See the Adversary Engagement Ontology (https://adversaryengagementontology.org) for our cyber denial and deception operations ontology that builds upon UCO. This is brand new this month and is about to undergo a public comment period.

These will give you some good examples of how to build upon UCO. We have other application ontologies that are in the works for risk analysis and cyber threat intelligence.

Hope this helps.

Cory Hall MITRE

ajnelson-nist commented 1 year ago

Hello all,

@plbt5 accidentally steered this conversation off-topic. @machi1271 asked for UCO (Unified Cyber Ontology) information, and @plbt5 responded about UFO (Unified Foundational Ontology). These are independent projects, and I'll respond on the UCO side of the question.

For how to develop UCO:

As you develop your own security ontology concepts, I encourage you to review whether the concepts already have some form of implementation. This can be done with a text search feature, such as in Protégé, GitHub's Search-in-repository function, grep over a local Git clone, search in the built ontology documentation[^1], or other features like what you're exploring with Neo4J. We don't currently have documentation on using UCO with Neo4J. If you're interested in contributing experience notes on that kind of development workflow, it would be welcome discussion.

One way to determine whether there is a need for some concept as you develop ontologies is to try encoding the data you need as RDF Literals (e.g. time stamps, strings housing names) in a small example graph, ponder some kind of predicate that you think should be the property that houses that literal, and then ponder the object and class (rdf:type) of the object that would have that predicate and literal.
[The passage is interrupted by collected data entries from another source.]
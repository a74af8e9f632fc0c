//! Aggregation of per-key metrics up the prefix tree.
//!
//! This module populates a built tree with:
//! - Memory rollups (key counts and value sizes)
//! - Hit rate rollups (gets, sets, sizes, lifetimes, traffic)

pub mod policy;
pub mod rollup;

// Re-export main types and functions
pub use policy::{AggregationPolicy, HitratePolicy, MemoryPolicy};
pub use rollup::{aggregate, AggregationSummary};
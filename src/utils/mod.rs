//! Utility modules for configuration and error handling.

pub mod error;
pub mod config;

// Re-export commonly used error types for convenience
pub use error::{SourceError, SnapshotError, OutputError, RequestError};
//! Bounded retries around any key source.

use super::{KeySource, KeyStats, KeyType};
use crate::utils::config::SourceConfig;
use crate::utils::error::SourceError;
use log::debug;
use std::thread;
use std::time::Duration;

/// Wraps a source and retries transient failures
///
/// Each query gets at most `1 + max_retries` attempts, sleeping
/// `backoff * attempt` between them. Non-transient errors (a wrong value
/// type, a missing key) are returned immediately.
pub struct RetryingSource<S> {
    inner: S,
    max_retries: u32,
    backoff: Duration,
}

impl<S: KeySource> RetryingSource<S> {
    pub fn new(inner: S, max_retries: u32, backoff: Duration) -> Self {
        Self {
            inner,
            max_retries,
            backoff,
        }
    }

    pub fn from_config(inner: S, config: &SourceConfig) -> Self {
        Self::new(inner, config.max_retries, config.retry_backoff)
    }

    pub fn into_inner(self) -> S {
        self.inner
    }

    fn retry<T>(
        &mut self,
        what: &str,
        mut op: impl FnMut(&mut S) -> Result<T, SourceError>,
    ) -> Result<T, SourceError> {
        let mut attempt = 0;
        loop {
            match op(&mut self.inner) {
                Ok(value) => return Ok(value),
                Err(e) if e.is_transient() && attempt < self.max_retries => {
                    attempt += 1;
                    debug!(
                        "{} failed ({}), retry {}/{}",
                        what, e, attempt, self.max_retries
                    );
                    thread::sleep(self.backoff * attempt);
                }
                Err(e) => return Err(e),
            }
        }
    }
}

impl<S: KeySource> KeySource for RetryingSource<S> {
    fn list_keys(&mut self) -> Result<Vec<String>, SourceError> {
        self.retry("list_keys", |s| s.list_keys())
    }

    fn type_of(&mut self, key: &str) -> Result<KeyType, SourceError> {
        self.retry(key, |s| s.type_of(key))
    }

    fn size_of(&mut self, key: &str) -> Result<u64, SourceError> {
        self.retry(key, |s| s.size_of(key))
    }

    fn stats_of(&mut self, key: &str) -> Result<KeyStats, SourceError> {
        self.retry(key, |s| s.stats_of(key))
    }
}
Comfort with SPARQL will help you understand whether you're approaching a workable design. There are demonstration queries in this folder in CASE-Corpora, or the "Urgent Evidence" narrative on the CASE website that show a few kinds of things you can find with SPARQL.

If you have other questions, please feel free to ask. Otherwise, I'm guessing we've answered your questions in this thread, and if we don't hear from you in a few weeks we'll mark the Issue closed.

[^1]: Though that link is to CASE's built documentation, UCO's is coming soon, as noted here.

plbt5 commented 1 year ago

@ajnelson-nist Thanks for identifying and clarifying my off-topic response. I sincerely apologize @machi1271 and others for introducing this confusion.

ajnelson-nist commented 1 year ago

@machi1271 ,

The CASE and UCO documentation sites now provide ontology resources that are compatible with the tool you noted, Protégé. If you load any of the ontology IRIs or owl:versionIRI values, you should see it work as expected. Here is a screenshot of https://ontology.unifiedcyberontology.org/uco/action/1.2.0:

protege_action_1_2_0

If there is a specific concept or mechanism you'd like to explore further (we still do not have demonstrations with Neo4J), we look forward to seeing them as separate Issues.